= Task goal =
Using the data that follows, state the number of lines holding the word "BOOTP", and give no other output.

= Records from a data collection =

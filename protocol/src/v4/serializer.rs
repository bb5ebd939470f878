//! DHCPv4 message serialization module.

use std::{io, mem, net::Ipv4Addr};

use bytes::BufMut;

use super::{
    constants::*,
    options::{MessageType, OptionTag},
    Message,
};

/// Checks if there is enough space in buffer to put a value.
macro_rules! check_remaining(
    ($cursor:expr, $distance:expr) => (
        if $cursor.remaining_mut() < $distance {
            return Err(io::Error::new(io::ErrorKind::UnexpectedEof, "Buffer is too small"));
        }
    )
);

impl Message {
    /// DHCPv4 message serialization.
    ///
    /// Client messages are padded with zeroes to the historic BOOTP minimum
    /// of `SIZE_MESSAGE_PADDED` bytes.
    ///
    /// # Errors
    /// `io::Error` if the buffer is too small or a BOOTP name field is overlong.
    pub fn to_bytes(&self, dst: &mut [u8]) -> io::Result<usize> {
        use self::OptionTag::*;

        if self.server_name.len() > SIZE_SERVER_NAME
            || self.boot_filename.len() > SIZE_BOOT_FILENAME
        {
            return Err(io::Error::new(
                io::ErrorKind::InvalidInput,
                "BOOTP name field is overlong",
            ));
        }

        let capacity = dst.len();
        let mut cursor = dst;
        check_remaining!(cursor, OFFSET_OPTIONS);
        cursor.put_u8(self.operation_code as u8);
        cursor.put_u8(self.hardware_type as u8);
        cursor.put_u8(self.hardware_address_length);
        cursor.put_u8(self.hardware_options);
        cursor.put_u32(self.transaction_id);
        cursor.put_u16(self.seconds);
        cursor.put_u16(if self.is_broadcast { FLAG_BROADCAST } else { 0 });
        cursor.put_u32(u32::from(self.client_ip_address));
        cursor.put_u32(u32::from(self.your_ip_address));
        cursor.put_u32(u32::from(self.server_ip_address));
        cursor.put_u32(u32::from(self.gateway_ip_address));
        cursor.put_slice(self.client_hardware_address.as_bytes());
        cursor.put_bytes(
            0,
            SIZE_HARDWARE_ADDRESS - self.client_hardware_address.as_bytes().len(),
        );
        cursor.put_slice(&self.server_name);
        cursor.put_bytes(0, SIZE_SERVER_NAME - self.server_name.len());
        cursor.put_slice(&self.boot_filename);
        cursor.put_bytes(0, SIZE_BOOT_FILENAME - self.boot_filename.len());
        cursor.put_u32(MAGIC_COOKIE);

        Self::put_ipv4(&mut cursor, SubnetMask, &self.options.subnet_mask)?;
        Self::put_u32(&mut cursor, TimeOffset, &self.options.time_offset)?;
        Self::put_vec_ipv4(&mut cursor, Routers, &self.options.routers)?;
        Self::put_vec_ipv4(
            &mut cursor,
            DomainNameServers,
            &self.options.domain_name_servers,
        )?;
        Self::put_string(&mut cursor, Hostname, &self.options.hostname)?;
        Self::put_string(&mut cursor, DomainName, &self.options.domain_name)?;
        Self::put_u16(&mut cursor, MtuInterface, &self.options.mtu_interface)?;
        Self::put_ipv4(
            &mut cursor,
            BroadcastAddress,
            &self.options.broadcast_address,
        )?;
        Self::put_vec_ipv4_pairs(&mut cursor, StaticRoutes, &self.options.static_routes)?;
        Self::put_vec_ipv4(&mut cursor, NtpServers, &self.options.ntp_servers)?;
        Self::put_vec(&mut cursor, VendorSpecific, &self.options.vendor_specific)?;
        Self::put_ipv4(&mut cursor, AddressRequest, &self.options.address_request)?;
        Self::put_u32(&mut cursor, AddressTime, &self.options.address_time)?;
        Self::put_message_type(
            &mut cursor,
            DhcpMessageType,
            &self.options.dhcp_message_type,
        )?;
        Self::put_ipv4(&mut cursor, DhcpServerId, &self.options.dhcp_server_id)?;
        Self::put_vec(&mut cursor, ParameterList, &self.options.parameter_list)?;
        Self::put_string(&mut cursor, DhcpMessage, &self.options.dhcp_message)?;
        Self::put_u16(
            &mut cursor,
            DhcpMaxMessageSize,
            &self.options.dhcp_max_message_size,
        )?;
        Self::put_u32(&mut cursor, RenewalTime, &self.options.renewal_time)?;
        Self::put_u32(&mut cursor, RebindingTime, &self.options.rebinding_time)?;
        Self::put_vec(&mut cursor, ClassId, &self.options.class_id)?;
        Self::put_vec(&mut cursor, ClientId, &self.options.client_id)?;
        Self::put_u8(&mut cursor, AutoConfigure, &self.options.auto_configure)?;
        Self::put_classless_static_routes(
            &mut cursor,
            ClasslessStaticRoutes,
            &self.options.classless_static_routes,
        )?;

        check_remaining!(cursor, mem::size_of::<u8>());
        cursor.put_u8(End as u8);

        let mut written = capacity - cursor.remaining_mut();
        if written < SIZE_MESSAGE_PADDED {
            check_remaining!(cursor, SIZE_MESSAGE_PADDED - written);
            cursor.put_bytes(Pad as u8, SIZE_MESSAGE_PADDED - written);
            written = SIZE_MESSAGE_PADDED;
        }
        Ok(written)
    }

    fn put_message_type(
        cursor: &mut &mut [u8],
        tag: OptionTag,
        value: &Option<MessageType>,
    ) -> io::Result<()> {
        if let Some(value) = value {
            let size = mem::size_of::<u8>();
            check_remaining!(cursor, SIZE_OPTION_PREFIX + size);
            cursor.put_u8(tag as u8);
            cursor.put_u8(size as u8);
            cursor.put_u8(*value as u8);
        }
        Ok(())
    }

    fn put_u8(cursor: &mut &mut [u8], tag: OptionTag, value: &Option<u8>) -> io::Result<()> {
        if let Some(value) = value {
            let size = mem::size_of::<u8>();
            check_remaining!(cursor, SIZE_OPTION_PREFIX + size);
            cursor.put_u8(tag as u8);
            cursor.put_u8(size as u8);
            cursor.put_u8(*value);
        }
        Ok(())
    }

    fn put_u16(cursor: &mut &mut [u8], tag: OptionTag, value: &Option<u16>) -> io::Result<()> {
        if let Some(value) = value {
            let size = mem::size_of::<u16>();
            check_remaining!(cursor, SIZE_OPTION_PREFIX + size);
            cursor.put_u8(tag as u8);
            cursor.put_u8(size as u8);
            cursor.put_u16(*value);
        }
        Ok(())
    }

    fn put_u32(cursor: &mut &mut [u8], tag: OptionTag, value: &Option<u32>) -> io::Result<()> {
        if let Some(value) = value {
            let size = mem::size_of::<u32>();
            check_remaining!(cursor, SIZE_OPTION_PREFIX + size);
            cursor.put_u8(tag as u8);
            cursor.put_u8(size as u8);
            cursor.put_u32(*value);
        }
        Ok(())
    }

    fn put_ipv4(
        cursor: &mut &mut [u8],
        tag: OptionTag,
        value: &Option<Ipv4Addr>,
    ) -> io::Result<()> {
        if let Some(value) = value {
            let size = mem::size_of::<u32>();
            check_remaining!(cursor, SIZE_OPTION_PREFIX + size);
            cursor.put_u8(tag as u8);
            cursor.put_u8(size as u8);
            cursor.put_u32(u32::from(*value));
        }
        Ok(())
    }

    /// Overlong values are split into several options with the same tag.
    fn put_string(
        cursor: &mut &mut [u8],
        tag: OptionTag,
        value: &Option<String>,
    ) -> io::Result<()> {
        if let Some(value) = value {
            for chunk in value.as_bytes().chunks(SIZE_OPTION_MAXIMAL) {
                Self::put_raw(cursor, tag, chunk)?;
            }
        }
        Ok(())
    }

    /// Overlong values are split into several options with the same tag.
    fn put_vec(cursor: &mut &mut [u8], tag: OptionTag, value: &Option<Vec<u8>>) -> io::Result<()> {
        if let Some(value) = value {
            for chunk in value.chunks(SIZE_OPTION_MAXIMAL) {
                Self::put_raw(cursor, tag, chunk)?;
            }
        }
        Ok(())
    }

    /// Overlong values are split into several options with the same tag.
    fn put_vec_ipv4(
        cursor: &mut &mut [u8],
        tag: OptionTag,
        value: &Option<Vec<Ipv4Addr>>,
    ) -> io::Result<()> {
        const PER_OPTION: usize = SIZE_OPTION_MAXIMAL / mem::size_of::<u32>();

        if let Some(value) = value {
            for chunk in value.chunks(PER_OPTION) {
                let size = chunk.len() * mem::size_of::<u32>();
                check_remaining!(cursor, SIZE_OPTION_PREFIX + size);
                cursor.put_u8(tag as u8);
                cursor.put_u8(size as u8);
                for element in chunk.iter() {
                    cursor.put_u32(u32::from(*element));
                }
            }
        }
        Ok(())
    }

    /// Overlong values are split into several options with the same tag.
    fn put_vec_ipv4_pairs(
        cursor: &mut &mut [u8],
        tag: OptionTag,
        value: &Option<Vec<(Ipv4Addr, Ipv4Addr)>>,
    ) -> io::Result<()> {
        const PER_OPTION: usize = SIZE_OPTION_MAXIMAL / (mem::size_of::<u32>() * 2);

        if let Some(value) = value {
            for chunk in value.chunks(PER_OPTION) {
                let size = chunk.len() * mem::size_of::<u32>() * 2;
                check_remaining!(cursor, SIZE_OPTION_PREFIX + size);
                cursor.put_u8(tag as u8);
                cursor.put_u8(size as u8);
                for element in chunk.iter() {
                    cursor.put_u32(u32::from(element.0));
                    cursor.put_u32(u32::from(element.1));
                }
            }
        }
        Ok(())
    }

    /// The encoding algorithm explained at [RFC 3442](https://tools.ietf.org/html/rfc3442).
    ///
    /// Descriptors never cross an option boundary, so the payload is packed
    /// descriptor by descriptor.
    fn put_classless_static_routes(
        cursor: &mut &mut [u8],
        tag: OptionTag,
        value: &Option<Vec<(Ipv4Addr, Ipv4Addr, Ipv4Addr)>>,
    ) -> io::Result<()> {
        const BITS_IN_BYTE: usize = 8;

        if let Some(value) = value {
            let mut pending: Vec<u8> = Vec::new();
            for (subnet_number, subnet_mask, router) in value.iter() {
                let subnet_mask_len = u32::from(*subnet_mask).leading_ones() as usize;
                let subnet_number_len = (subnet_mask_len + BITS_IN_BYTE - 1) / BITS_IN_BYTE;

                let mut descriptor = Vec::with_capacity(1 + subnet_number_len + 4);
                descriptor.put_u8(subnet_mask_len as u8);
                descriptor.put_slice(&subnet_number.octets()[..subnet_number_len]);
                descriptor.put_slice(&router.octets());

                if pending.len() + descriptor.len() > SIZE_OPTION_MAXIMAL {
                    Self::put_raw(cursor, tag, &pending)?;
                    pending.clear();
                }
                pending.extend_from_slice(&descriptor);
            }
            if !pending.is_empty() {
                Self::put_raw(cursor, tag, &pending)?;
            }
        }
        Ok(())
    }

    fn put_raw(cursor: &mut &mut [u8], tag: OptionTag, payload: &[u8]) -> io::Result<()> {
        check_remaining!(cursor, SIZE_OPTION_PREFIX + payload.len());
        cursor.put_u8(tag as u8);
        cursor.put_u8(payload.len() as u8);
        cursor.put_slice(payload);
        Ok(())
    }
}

= Response to the task =
3